Kenneth William Greer (born 25 July 1954) is a Canadian guitarist and keyboardist. He is one of the founding members of the Canadian rock band Red Rider.

Biography

Greer is the youngest of seven children born into a musical family in Toronto, Ontario. He grew up in the North Toronto area. He played the pedal steel guitar.

After a Red Rider hiatus during most of the 1990s, Greer was involved in numerous musical projects including Big Faith, Hunter-Greer and Gowan. Currently he stills tours as Tom Cochrane and Red Rider, playing guitar, pedal steel and keyboards.
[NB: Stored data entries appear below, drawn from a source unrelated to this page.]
//! # Network Module
//!
//! The set of consensus nodes a client may talk to, their health, and the
//! seam through which requests actually leave the process.
//!
//! ## Architecture
//!
//! ```text
//! endpoint.rs     — host:port addresses
//! node.rs         — per-node record with failure count, backoff and exclusion
//! addressbook.rs  — static address books for mainnet / testnet / previewnet
//! transport.rs    — the Transport trait and TransportError
//! ```
//!
//! ## Design Decisions
//!
//! - Node addresses are resolved once, when the network is built. After that
//!   the node list is read-only; only per-node health mutates.
//! - Selection prefers nodes that are neither backing off nor excluded,
//!   picked at random to spread load. If every candidate is unavailable the
//!   one that frees up soonest is used rather than failing outright.
//! - Health timestamps use `tokio::time::Instant`, so tests with paused time
//!   see backoff windows expire deterministically.

pub mod addressbook;
pub mod endpoint;
pub mod node;
pub mod transport;

pub use endpoint::Endpoint;
pub use node::{HealthSnapshot, NodeRecord};
pub use transport::{Transport, TransportError};

use std::collections::BTreeMap;
use std::sync::Arc;

use rand::seq::SliceRandom;
use tokio::time::Instant;

use crate::entity::AccountId;
use crate::error::{Error, Result};

/// The consensus nodes known to a client.
#[derive(Debug, Default)]
pub struct Network {
    /// Sorted by account ID.
    nodes: Vec<Arc<NodeRecord>>,
}

impl Network {
    pub fn mainnet() -> Self {
        Self::from_table(addressbook::MAINNET)
    }

    pub fn testnet() -> Self {
        Self::from_table(addressbook::TESTNET)
    }

    pub fn previewnet() -> Self {
        Self::from_table(addressbook::PREVIEWNET)
    }

    fn from_table(table: &[(&str, u64)]) -> Self {
        let mut by_node: BTreeMap<AccountId, Vec<Endpoint>> = BTreeMap::new();
        for (address, num) in table {
            if let Ok(endpoint) = address.parse() {
                by_node.entry(AccountId::new(0, 0, *num)).or_default().push(endpoint);
            }
        }
        Self::from_grouped(by_node)
    }

    /// Builds a network from `(address, node account)` pairs. A node listed
    /// under several addresses gets all of them.
    pub fn from_addresses<I, S>(addresses: I) -> Result<Self>
    where
        I: IntoIterator<Item = (S, AccountId)>,
        S: AsRef<str>,
    {
        let mut by_node: BTreeMap<AccountId, Vec<Endpoint>> = BTreeMap::new();
        for (address, account_id) in addresses {
            let endpoint: Endpoint = address.as_ref().parse()?;
            by_node.entry(account_id).or_default().push(endpoint);
        }
        if by_node.is_empty() {
            return Err(Error::Config("network has no nodes".into()));
        }
        Ok(Self::from_grouped(by_node))
    }

    fn from_grouped(by_node: BTreeMap<AccountId, Vec<Endpoint>>) -> Self {
        let nodes = by_node
            .into_iter()
            .map(|(account_id, addresses)| Arc::new(NodeRecord::new(account_id, addresses)))
            .collect();
        Self { nodes }
    }

    pub fn nodes(&self) -> &[Arc<NodeRecord>] {
        &self.nodes
    }

    pub fn node(&self, account_id: AccountId) -> Option<&Arc<NodeRecord>> {
        self.nodes
            .binary_search_by_key(&account_id, |node| node.account_id())
            .ok()
            .map(|index| &self.nodes[index])
    }

    pub fn node_account_ids(&self) -> Vec<AccountId> {
        self.nodes.iter().map(|node| node.account_id()).collect()
    }

    /// The nodes a request restricted to `allowed` may go to; every node when
    /// `allowed` is `None`.
    pub fn candidates(&self, allowed: Option<&[AccountId]>) -> Result<Vec<&Arc<NodeRecord>>> {
        let candidates: Vec<&Arc<NodeRecord>> = match allowed {
            Some(ids) => ids.iter().filter_map(|id| self.node(*id)).collect(),
            None => self.nodes.iter().collect(),
        };
        if candidates.is_empty() {
            return Err(Error::NoNodes(match allowed {
                Some(ids) => format!("none of {ids:?} are in the network"),
                None => "the network is empty".into(),
            }));
        }
        Ok(candidates)
    }

    /// Picks a node for the next attempt, restricted to `allowed` if given.
    ///
    /// Nodes in `skip` are passed over while any other candidate remains.
    pub fn select(
        &self,
        allowed: Option<&[AccountId]>,
        skip: &[AccountId],
        now: Instant,
    ) -> Result<Arc<NodeRecord>> {
        let candidates = self.candidates(allowed)?;
        let untried: Vec<&Arc<NodeRecord>> = candidates
            .iter()
            .copied()
            .filter(|node| !skip.contains(&node.account_id()))
            .collect();
        let pool = if untried.is_empty() { candidates } else { untried };

        let available: Vec<&Arc<NodeRecord>> = pool
            .iter()
            .copied()
            .filter(|node| node.is_available(now))
            .collect();
        let chosen = match available.choose(&mut rand::thread_rng()) {
            Some(node) => *node,
            None => pool
                .iter()
                .copied()
                .min_by_key(|node| node.available_at(now))
                .ok_or_else(|| Error::NoNodes("no candidate nodes".into()))?,
        };
        Ok(Arc::clone(chosen))
    }

    /// About a third of the currently available nodes (at least one), for
    /// transactions frozen without explicit node IDs.
    pub fn sample_node_account_ids(&self, now: Instant) -> Result<Vec<AccountId>> {
        if self.nodes.is_empty() {
            return Err(Error::NoNodes("the network is empty".into()));
        }
        let mut available: Vec<AccountId> = self
            .nodes
            .iter()
            .filter(|node| node.is_available(now))
            .map(|node| node.account_id())
            .collect();
        if available.is_empty() {
            available = self.node_account_ids();
        }

        let count = ((available.len() + 2) / 3).max(1);
        available.shuffle(&mut rand::thread_rng());
        available.truncate(count);
        available.sort();
        Ok(available)
    }
}

#[cfg(test)]
mod tests {
    use super::*;
    use crate::config::BackoffConfig;
    use std::time::Duration;

    fn local(n: u64) -> Network {
        Network::from_addresses(
            (0..n).map(|i| (format!("127.0.0.1:{}", 50211 + i), AccountId::new(0, 0, 3 + i))),
        )
        .unwrap()
    }

    #[test]
    fn builtin_address_books_are_well_formed() {
        for (network, nodes) in [
            (Network::mainnet(), 8),
            (Network::testnet(), 7),
            (Network::previewnet(), 7),
        ] {
            assert_eq!(network.nodes().len(), nodes);
            assert_eq!(network.nodes()[0].account_id(), AccountId::new(0, 0, 3));
        }
        assert_eq!(Network::mainnet().node(AccountId::new(0, 0, 3)).unwrap().addresses().len(), 3);
    }

    #[test]
    fn empty_map_is_a_config_error() {
        let empty: Vec<(String, AccountId)> = Vec::new();
        assert!(matches!(Network::from_addresses(empty), Err(Error::Config(_))));
    }

    #[test]
    fn selection_respects_allowed_list() {
        let network = local(4);
        let allowed = [AccountId::new(0, 0, 5)];
        for _ in 0..20 {
            let node = network.select(Some(&allowed), &[], Instant::now()).unwrap();
            assert_eq!(node.account_id(), allowed[0]);
        }
        assert!(matches!(
            network.select(Some(&[AccountId::new(0, 0, 99)]), &[], Instant::now()),
            Err(Error::NoNodes(_))
        ));
    }

    #[test]
    fn selection_skips_backed_off_nodes() {
        let network = local(2);
        let cfg = BackoffConfig::default();
        let now = Instant::now();
        network.nodes()[0].mark_unhealthy(&cfg, now);
        for _ in 0..20 {
            let node = network.select(None, &[], now).unwrap();
            assert_eq!(node.account_id(), AccountId::new(0, 0, 4));
        }
    }

    #[test]
    fn all_backed_off_picks_nearest_expiry() {
        let network = local(2);
        let cfg = BackoffConfig::default();
        let now = Instant::now();
        network.nodes()[0].mark_unhealthy(&cfg, now);
        network.nodes()[0].mark_unhealthy(&cfg, now);
        network.nodes()[1].mark_unhealthy(&cfg, now + Duration::from_millis(1));
        // Node 0 is on its doubled backoff; node 1 on the floor.
        assert_eq!(network.select(None, &[], now).unwrap().account_id(), AccountId::new(0, 0, 4));
    }

    #[test]
    fn skipped_nodes_are_passed_over_until_none_remain() {
        let network = local(3);
        let now = Instant::now();
        let skip = [AccountId::new(0, 0, 3), AccountId::new(0, 0, 5)];
        for _ in 0..20 {
            assert_eq!(
                network.select(None, &skip, now).unwrap().account_id(),
                AccountId::new(0, 0, 4)
            );
        }
        let all = network.node_account_ids();
        assert!(network.select(None, &all, now).is_ok());
    }

    #[test]
    fn sample_takes_about_a_third() {
        let network = local(9);
        let sample = network.sample_node_account_ids(Instant::now()).unwrap();
        assert_eq!(sample.len(), 3);
        assert!(sample.windows(2).all(|w| w[0] < w[1]));
        assert_eq!(local(1).sample_node_account_ids(Instant::now()).unwrap().len(), 1);
    }
}
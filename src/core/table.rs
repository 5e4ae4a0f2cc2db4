// LeadSweep - core/table.rs
//
// Schema-less input table: a header row plus rows of nullable cells.
// Core layer: parses in-memory content only. File reading and format
// dispatch live in app::import.

use crate::util::constants;
use crate::util::error::InputFormatError;
use std::collections::{HashMap, HashSet};

/// How raw cell text is turned into table cells.
#[derive(Debug, Clone, PartialEq, Eq)]
pub struct TableOptions {
    /// Field delimiter for delimited text.
    pub delimiter: u8,

    /// Exact cell contents that are read as null.
    pub null_markers: Vec<String>,
}

impl Default for TableOptions {
    fn default() -> Self {
        Self {
            delimiter: constants::DEFAULT_DELIMITER,
            null_markers: constants::DEFAULT_NULL_MARKERS
                .iter()
                .map(|m| m.to_string())
                .collect(),
        }
    }
}

impl TableOptions {
    fn cell(&self, raw: &str) -> Option<String> {
        if self.null_markers.iter().any(|m| m == raw) {
            None
        } else {
            Some(raw.to_string())
        }
    }
}

/// An input table of arbitrary columns.
///
/// Every row holds exactly `headers.len()` cells; `None` is a null cell.
/// Header names are unique (see [`normalise_headers`]).
#[derive(Debug, Clone, Default, PartialEq, Eq)]
pub struct Table {
    headers: Vec<String>,
    rows: Vec<Vec<Option<String>>>,
}

impl Table {
    /// Parse delimited text. The first record is the header.
    pub fn from_csv_str(content: &str, options: &TableOptions) -> Result<Self, InputFormatError> {
        let content = content.strip_prefix('\u{feff}').unwrap_or(content);
        let mut reader = csv::ReaderBuilder::new()
            .delimiter(options.delimiter)
            .has_headers(false)
            .flexible(true)
            .from_reader(content.as_bytes());

        let mut records = reader.records();
        let header = match records.next() {
            Some(result) => result.map_err(|e| InputFormatError::Csv { source: e })?,
            None => return Err(InputFormatError::NoColumns),
        };
        let headers = normalise_headers(header.iter().map(str::to_string).collect());

        let mut rows = Vec::new();
        for result in records {
            let record = result.map_err(|e| InputFormatError::Csv { source: e })?;
            let line = record.position().map(|p| p.line()).unwrap_or(0);
            let cells = record.iter().map(|f| options.cell(f)).collect();
            rows.push(fit_row(cells, headers.len(), line)?);
        }

        tracing::debug!(
            columns = headers.len(),
            rows = rows.len(),
            "Parsed delimited table"
        );

        Ok(Self { headers, rows })
    }

    /// Build a table from a spreadsheet grid. The first row is the header.
    ///
    /// Rows in which every cell is null are skipped; worksheet ranges often
    /// extend over formatted but empty rows.
    pub fn from_grid<I>(grid: I, options: &TableOptions) -> Result<Self, InputFormatError>
    where
        I: IntoIterator<Item = Vec<Option<String>>>,
    {
        let mut grid = grid.into_iter();
        let header = grid.next().ok_or(InputFormatError::NoColumns)?;
        if header.is_empty() {
            return Err(InputFormatError::NoColumns);
        }
        let headers = normalise_headers(header.into_iter().map(Option::unwrap_or_default).collect());

        let mut rows = Vec::new();
        for (idx, raw) in grid.enumerate() {
            let cells: Vec<Option<String>> = raw
                .into_iter()
                .map(|c| c.and_then(|s| options.cell(&s)))
                .collect();
            if cells.iter().all(Option::is_none) {
                continue;
            }
            // Header is line 1.
            let line = idx as u64 + 2;
            rows.push(fit_row(cells, headers.len(), line)?);
        }

        tracing::debug!(columns = headers.len(), rows = rows.len(), "Built table from grid");

        Ok(Self { headers, rows })
    }

    pub fn headers(&self) -> &[String] {
        &self.headers
    }

    pub fn rows(&self) -> &[Vec<Option<String>>] {
        &self.rows
    }

    pub fn row_count(&self) -> usize {
        self.rows.len()
    }

    /// Index of the column with exactly this header name.
    pub fn column_index(&self, name: &str) -> Option<usize> {
        self.headers.iter().position(|h| h == name)
    }

    /// Cell value, `None` if null or out of range.
    pub fn cell(&self, row: usize, column: usize) -> Option<&str> {
        self.rows
            .get(row)
            .and_then(|r| r.get(column))
            .and_then(|c| c.as_deref())
    }
}

/// Pad a short row with nulls; reject a row wider than the header.
fn fit_row(
    mut cells: Vec<Option<String>>,
    width: usize,
    line: u64,
) -> Result<Vec<Option<String>>, InputFormatError> {
    if cells.len() > width {
        // Trailing empty cells past the header are harmless (e.g. "a,b,").
        while cells.len() > width && cells.last().is_some_and(Option::is_none) {
            cells.pop();
        }
        if cells.len() > width {
            return Err(InputFormatError::RaggedRow {
                line,
                expected: width,
                found: cells.len(),
            });
        }
    }
    cells.resize(width, None);
    Ok(cells)
}

/// Make header names unique and non-blank.
///
/// Blank names become `Unnamed: <index>`. Repeats of a name get `.1`, `.2`,
/// ... in order of appearance, skipping any suffix already taken.
fn normalise_headers(raw: Vec<String>) -> Vec<String> {
    let mut taken: HashSet<String> = HashSet::new();
    let mut repeats: HashMap<String, usize> = HashMap::new();
    let mut headers = Vec::with_capacity(raw.len());

    for (idx, name) in raw.into_iter().enumerate() {
        let base = if name.trim().is_empty() {
            format!("{}{idx}", constants::UNNAMED_COLUMN_PREFIX)
        } else {
            name
        };

        let mut n = repeats.get(&base).copied().unwrap_or(0);
        let mut candidate = base.clone();
        while taken.contains(&candidate) {
            n += 1;
            candidate = format!("{base}.{n}");
        }
        repeats.insert(base, n);
        taken.insert(candidate.clone());
        headers.push(candidate);
    }

    headers
}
He also started touring with the Canadian country band The Road Hammers in 2005 and still joins them when available.

Career achievements
Juno Awards

-Won for "Group of the Year" in 1987

-Nominated for 11 various awards from 1981 to 1990

Gold & Platinum Records
-Nearly every Red Rider record went Gold or Platinum in Canada, with the band's most commercially successful effort  "Victory Day" achieving Double Platinum.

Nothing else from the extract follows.